[Dataset extract Boundary: Start]

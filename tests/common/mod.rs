#![allow(dead_code)]

use std::sync::Arc;

use anyhow::{Context, Result};
use axum::{
    body::{to_bytes, Body},
    http::{header, Method, Request, StatusCode},
    Router,
};
use serde_json::Value;
use tower::ServiceExt;

use giaycung_api::config::{AppConfig, ShoeStorage};
use giaycung_api::sheets::{Grid, MemorySheets};
use giaycung_api::state::{memory_sheets, AppState};

pub const SECRET: &str = "test-admin-secret";
pub const ADMIN_EMAIL: &str = "admin@giaycung.test";
pub const ADMIN_PASSWORD: &str = "hunter2";

/// The router wired to an in-memory spreadsheet, plus a handle on that
/// spreadsheet for inspecting what was written.
pub struct TestApp {
    pub router: Router,
    pub sheets: Arc<MemorySheets>,
}

impl TestApp {
    /// Admin secret configured, joined shoe storage.
    pub fn new() -> Self {
        Self::with_config(config(Some(SECRET)))
    }

    /// No admin secret: every write is open.
    pub fn open() -> Self {
        Self::with_config(config(None))
    }

    pub fn embedded() -> Self {
        let mut config = config(Some(SECRET));
        config.service_orders.shoe_storage = ShoeStorage::Embedded;
        Self::with_config(config)
    }

    pub fn with_config(config: AppConfig) -> Self {
        Self::with_sheets(config, memory_sheets())
    }

    /// Admin secret configured, over a spreadsheet prepared by the caller
    /// (e.g. tabs seeded with an older header).
    pub fn seeded(sheets: MemorySheets) -> Self {
        Self::with_sheets(config(Some(SECRET)), sheets)
    }

    pub fn with_sheets(config: AppConfig, sheets: MemorySheets) -> Self {
        let sheets = Arc::new(sheets);
        let state = AppState::new(config, sheets.clone());
        Self {
            router: giaycung_api::app(state),
            sheets,
        }
    }

    pub async fn get(&self, uri: &str) -> Result<(StatusCode, Value)> {
        self.send(Method::GET, uri, None, None).await
    }

    pub async fn admin(&self, method: Method, uri: &str, body: Option<Value>) -> Result<(StatusCode, Value)> {
        self.send(method, uri, body, Some(SECRET)).await
    }

    pub async fn anonymous(&self, method: Method, uri: &str, body: Option<Value>) -> Result<(StatusCode, Value)> {
        self.send(method, uri, body, None).await
    }

    /// Sends one request through the router; `credential` goes in `X-Admin-Token`.
    pub async fn send(
        &self,
        method: Method,
        uri: &str,
        body: Option<Value>,
        credential: Option<&str>,
    ) -> Result<(StatusCode, Value)> {
        let mut request = Request::builder().method(method).uri(uri);
        if let Some(credential) = credential {
            request = request.header("x-admin-token", credential);
        }
        let request = match body {
            Some(body) => request
                .header(header::CONTENT_TYPE, "application/json")
                .body(Body::from(serde_json::to_vec(&body)?))?,
            None => request.body(Body::empty())?,
        };
        self.request(request).await
    }

    pub async fn request(&self, request: Request<Body>) -> Result<(StatusCode, Value)> {
        let response = self.router.clone().oneshot(request).await?;
        let status = response.status();
        let bytes = to_bytes(response.into_body(), usize::MAX).await?;
        let json = if bytes.is_empty() {
            Value::Null
        } else {
            serde_json::from_slice(&bytes).with_context(|| {
                format!("response body is not JSON: {}", String::from_utf8_lossy(&bytes))
            })?
        };
        Ok((status, json))
    }
}

fn config(secret: Option<&str>) -> AppConfig {
    let mut config = AppConfig::for_memory(secret);
    config.security.admin_email = Some(ADMIN_EMAIL.to_string());
    config.security.admin_password = Some(ADMIN_PASSWORD.to_string());
    config
}

/// A grid from literal cells, header first.
pub fn grid(rows: &[&[&str]]) -> Grid {
    rows.iter()
        .map(|row| row.iter().map(|cell| cell.to_string()).collect())
        .collect()
}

[Dataset extract Boundary: End]

→ What is needed
The answer should repeat every line of the listing exactly.

→ The completed task
filename tests/common/mod.rs
#![allow(dead_code)]

use std::sync::Arc;

use anyhow::{Context, Result};
use axum::{
    body::{to_bytes, Body},
    http::{header, Method, Request, StatusCode},
    Router,
};
use serde_json::Value;
use tower::ServiceExt;

use giaycung_api::config::{AppConfig, ShoeStorage};
use giaycung_api::sheets::{Grid, MemorySheets};
use giaycung_api::state::{memory_sheets, AppState};

pub const SECRET: &str = "test-admin-secret";
pub const ADMIN_EMAIL: &str = "admin@giaycung.test";
pub const ADMIN_PASSWORD: &str = "hunter2";

/// The router wired to an in-memory spreadsheet, plus a handle on that
/// spreadsheet for inspecting what was written.
pub struct TestApp {
    pub router: Router,
    pub sheets: Arc<MemorySheets>,
}

impl TestApp {
    /// Admin secret configured, joined shoe storage.
    pub fn new() -> Self {
        Self::with_config(config(Some(SECRET)))
    }

    /// No admin secret: every write is open.
    pub fn open() -> Self {
        Self::with_config(config(None))
    }

    pub fn embedded() -> Self {
        let mut config = config(Some(SECRET));
        config.service_orders.shoe_storage = ShoeStorage::Embedded;
        Self::with_config(config)
    }

    pub fn with_config(config: AppConfig) -> Self {
        Self::with_sheets(config, memory_sheets())
    }

    /// Admin secret configured, over a spreadsheet prepared by the caller
    /// (e.g. tabs seeded with an older header).
    pub fn seeded(sheets: MemorySheets) -> Self {
        Self::with_sheets(config(Some(SECRET)), sheets)
    }

    pub fn with_sheets(config: AppConfig, sheets: MemorySheets) -> Self {
        let sheets = Arc::new(sheets);
        let state = AppState::new(config, sheets.clone());
        Self {
            router: giaycung_api::app(state),
            sheets,
        }
    }

    pub async fn get(&self, uri: &str) -> Result<(StatusCode, Value)> {
        self.send(Method::GET, uri, None, None).await
    }

    pub async fn admin(&self, method: Method, uri: &str, body: Option<Value>) -> Result<(StatusCode, Value)> {
        self.send(method, uri, body, Some(SECRET)).await
    }

    pub async fn anonymous(&self, method: Method, uri: &str, body: Option<Value>) -> Result<(StatusCode, Value)> {
        self.send(method, uri, body, None).await
    }

    /// Sends one request through the router; `credential` goes in `X-Admin-Token`.
    pub async fn send(
        &self,
        method: Method,
        uri: &str,
        body: Option<Value>,
        credential: Option<&str>,
    ) -> Result<(StatusCode, Value)> {
        let mut request = Request::builder().method(method).uri(uri);
        if let Some(credential) = credential {
            request = request.header("x-admin-token", credential);
        }
        let request = match body {
            Some(body) => request
                .header(header::CONTENT_TYPE, "application/json")
                .body(Body::from(serde_json::to_vec(&body)?))?,
            None => request.body(Body::empty())?,
        };
        self.request(request).await
    }

    pub async fn request(&self, request: Request<Body>) -> Result<(StatusCode, Value)> {
        let response = self.router.clone().oneshot(request).await?;
        let status = response.status();
        let bytes = to_bytes(response.into_body(), usize::MAX).await?;
        let json = if bytes.is_empty() {
            Value::Null
        } else {
            serde_json::from_slice(&bytes).with_context(|| {
                format!("response body is not JSON: {}", String::from_utf8_lossy(&bytes))
            })?
        };
        Ok((status, json))
    }
}

fn config(secret: Option<&str>) -> AppConfig {
    let mut config = AppConfig::for_memory(secret);
    config.security.admin_email = Some(ADMIN_EMAIL.to_string());
    config.security.admin_password = Some(ADMIN_PASSWORD.to_string());
    config
}

/// A grid from literal cells, header first.
pub fn grid(rows: &[&[&str]]) -> Grid {
    rows.iter()
        .map(|row| row.iter().map(|cell| cell.to_string()).collect())
        .collect()
}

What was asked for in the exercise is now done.